### [Exercise requirements]
Look through the entries below and count the lines with "ClusterOptions" in them; the reply is the number alone.

### [Data provided]
========

use crate::core::config::ClusterOptions;
use crate::data::geojson::FeatureCollection;
use crate::layers::expression::Expression;
use serde::{Deserialize, Serialize};
use serde_json::{Map, Value};

#[derive(Debug, Clone, Copy, PartialEq, Eq, Hash, Serialize, Deserialize)]
#[serde(rename_all = "lowercase")]
pub enum LayerKind {
    Circle,
    Symbol,
    Heatmap,
    Hillshade,
}

impl std::fmt::Display for LayerKind {
    fn fmt(&self, f: &mut std::fmt::Formatter<'_>) -> std::fmt::Result {
        match self {
            LayerKind::Circle => write!(f, "circle"),
            LayerKind::Symbol => write!(f, "symbol"),
            LayerKind::Heatmap => write!(f, "heatmap"),
            LayerKind::Hillshade => write!(f, "hillshade"),
        }
    }
}

/// Declarative description of one style layer.
#[derive(Debug, Clone, PartialEq, Serialize, Deserialize)]
pub struct LayerSpec {
    pub id: String,
    #[serde(rename = "type")]
    pub kind: LayerKind,
    pub source: String,
    #[serde(skip_serializing_if = "Option::is_none")]
    pub filter: Option<Expression>,
    pub paint: Map<String, Value>,
    pub layout: Map<String, Value>,
}

impl LayerSpec {
    pub fn new(id: impl Into<String>, kind: LayerKind, source: impl Into<String>) -> Self {
        Self {
            id: id.into(),
            kind,
            source: source.into(),
            filter: None,
            paint: Map::new(),
            layout: Map::new(),
        }
    }

    pub fn filter(mut self, filter: Expression) -> Self {
        self.filter = Some(filter);
        self
    }

    pub fn paint(mut self, name: &str, value: impl Into<Value>) -> Self {
        self.paint.insert(name.to_string(), value.into());
        self
    }

    pub fn layout(mut self, name: &str, value: impl Into<Value>) -> Self {
        self.layout.insert(name.to_string(), value.into());
        self
    }

    pub fn visible(self, visible: bool) -> Self {
        self.layout("visibility", visibility_value(visible))
    }

    pub fn is_visible(&self) -> bool {
        self.layout
            .get("visibility")
            .map(|v| v != "none")
            .unwrap_or(true)
    }

    /// Style-spec JSON for this layer
    pub fn to_json(&self) -> Value {
        serde_json::to_value(self).unwrap_or(Value::Null)
    }
}

pub fn visibility_value(visible: bool) -> Value {
    Value::from(if visible { "visible" } else { "none" })
}

/// Where a new layer goes in the surface's stack.
#[derive(Debug, Clone, PartialEq, Eq)]
pub enum LayerPosition {
    Top,
    Above(String),
    Below(String),
}

#[derive(Debug, Clone, PartialEq, Serialize, Deserialize)]
#[serde(tag = "type", rename_all = "kebab-case")]
pub enum SourceKind {
    Geojson {
        data: FeatureCollection,
        #[serde(skip_serializing_if = "Option::is_none")]
        cluster: Option<ClusterOptions>,
    },
    RasterDem {
        tiles: Vec<String>,
        encoding: String,
        #[serde(rename = "tileSize")]
        tile_size: u32,
        maxzoom: u8,
    },
}

#[derive(Debug, Clone, PartialEq, Serialize, Deserialize)]
pub struct SourceSpec {
    pub id: String,
    #[serde(flatten)]
    pub kind: SourceKind,
}

impl SourceSpec {
    pub fn geojson(id: impl Into<String>, data: FeatureCollection) -> Self {
        Self {
            id: id.into(),
            kind: SourceKind::Geojson {
                data,
                cluster: None,
            },
        }
    }

    /// A GeoJSON source the surface clusters itself. The cluster options are
    /// fixed when the source is created.
    pub fn clustered(id: impl Into<String>, data: FeatureCollection, options: ClusterOptions) -> Self {
        Self {
            id: id.into(),
            kind: SourceKind::Geojson {
                data,
                cluster: Some(options),
            },
        }
    }

    /// Elevation tiles for hillshading
    pub fn raster_dem(
        id: impl Into<String>,
        tiles: impl Into<String>,
        encoding: impl Into<String>,
        tile_size: u32,
        maxzoom: u8,
    ) -> Self {
        Self {
            id: id.into(),
            kind: SourceKind::RasterDem {
                tiles: vec![tiles.into()],
                encoding: encoding.into(),
                tile_size,
                maxzoom,
            },
        }
    }

    pub fn feature_count(&self) -> usize {
        match &self.kind {
            SourceKind::Geojson { data, .. } => data.features.len(),
            SourceKind::RasterDem { .. } => 0,
        }
    }

    pub fn cluster_options(&self) -> Option<ClusterOptions> {
        match &self.kind {
            SourceKind::Geojson { cluster, .. } => *cluster,
            SourceKind::RasterDem { .. } => None,
        }
    }
}
use crate::shell::LogLevel;
use std::io::IsTerminal;
use tracing_subscriber::EnvFilter;

/// Diagnostics go to stderr so stdout only ever carries usage or the report.
pub fn init_tracing(level: &LogLevel) {
    let log_config = format!("mtls_probe={}", level);

    tracing_subscriber::fmt()
        .with_env_filter(EnvFilter::new(log_config))
        .with_writer(std::io::stderr)
        .with_ansi(std::io::stderr().is_terminal())
        .init();
}
pub mod domain;
pub mod protocol;
pub mod shell;

mod error;

pub use error::*;
mod args;
mod logging;

pub use args::*;
pub use logging::*;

========

### [Response for this exercise]
4